On Sun, Jan 26, 2003 at 10:24:58AM +0100, Ralf S. Engelschall wrote:
>On Sat, Jan 25, 2003, Bill Campbell wrote:
>
...snip....
>But you're right: perhaps we should not even recommend to use the
>management user for building, but the nobody user. Hmmm... your points
>are worth considering more, because here we have a subtle issue on
>which we should investigate more and discuss it in depth. What are the
>opinions of others?
>
>> This ties back to my question last week about the security implications of
>> running package rc.%{name} files which are writeable by users other than
>> root.  If the working directories are owned by %{l_susr} (defaulting to
>> root), this goes a long way towards securing these scripts.  A further step
>> would be for the etc/rc script to check the ownership of any files, and
>> their directory components running with root priviledges to insure that
>> they're only writeable by %{l_susr}.
>
>Perhaps you've missed by reply, but from a security point of view IMHO
>we do not gain very much by doing it just this way. Because the problem
>is that all rc scripts theirself call other programs, etc. And this way
>all the super user ownerships and tests are useless as long as just a
>single program of this is not owned by the super user, aren't they?

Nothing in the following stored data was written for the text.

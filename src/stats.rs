//! Service-wide counters reported by the status action

use crate::pool::{PoolSnapshot, PooledClient};
use crate::pump::PumpRegistry;
use parking_lot::RwLock;
use std::sync::atomic::{AtomicU64, Ordering};
use std::time::{Duration, Instant};

pub struct ServiceStats {
    started_at: Instant,
    requests: AtomicU64,
    pools: RwLock<Vec<PooledClient>>,
    pumps: PumpRegistry,
}

impl ServiceStats {
    pub fn new(pumps: PumpRegistry) -> Self {
        Self {
            started_at: Instant::now(),
            requests: AtomicU64::new(0),
            pools: RwLock::new(Vec::new()),
            pumps,
        }
    }

    pub fn record_request(&self) {
        self.requests.fetch_add(1, Ordering::Relaxed);
    }

    pub fn get_requests(&self) -> u64 {
        self.requests.load(Ordering::Relaxed)
    }

    pub fn uptime(&self) -> Duration {
        self.started_at.elapsed()
    }

    pub fn active_pumps(&self) -> usize {
        self.pumps.len()
    }

    /// Track a pool so it shows up in status reports
    pub fn register_pool(&self, pool: PooledClient) {
        self.pools.write().push(pool);
    }

    pub fn pools(&self) -> Vec<PooledClient> {
        self.pools.read().clone()
    }

    pub fn pool_snapshots(&self) -> Vec<PoolSnapshot> {
        self.pools.read().iter().map(PooledClient::snapshot).collect()
    }
}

It's been a long time since I looked closely at the code for COPS, but if I
remember correctly, this what the the kuang tests do, check down through
the chains of execution for files with suspicious ownership.  Looking at
the code I have here which hasn't been updated since 2000 or so, it doesn't
look like it deals with the current Linux crontab model so doesn't parse
the /etc/crontab file (I'll have to do a bit of hacking tonight :-).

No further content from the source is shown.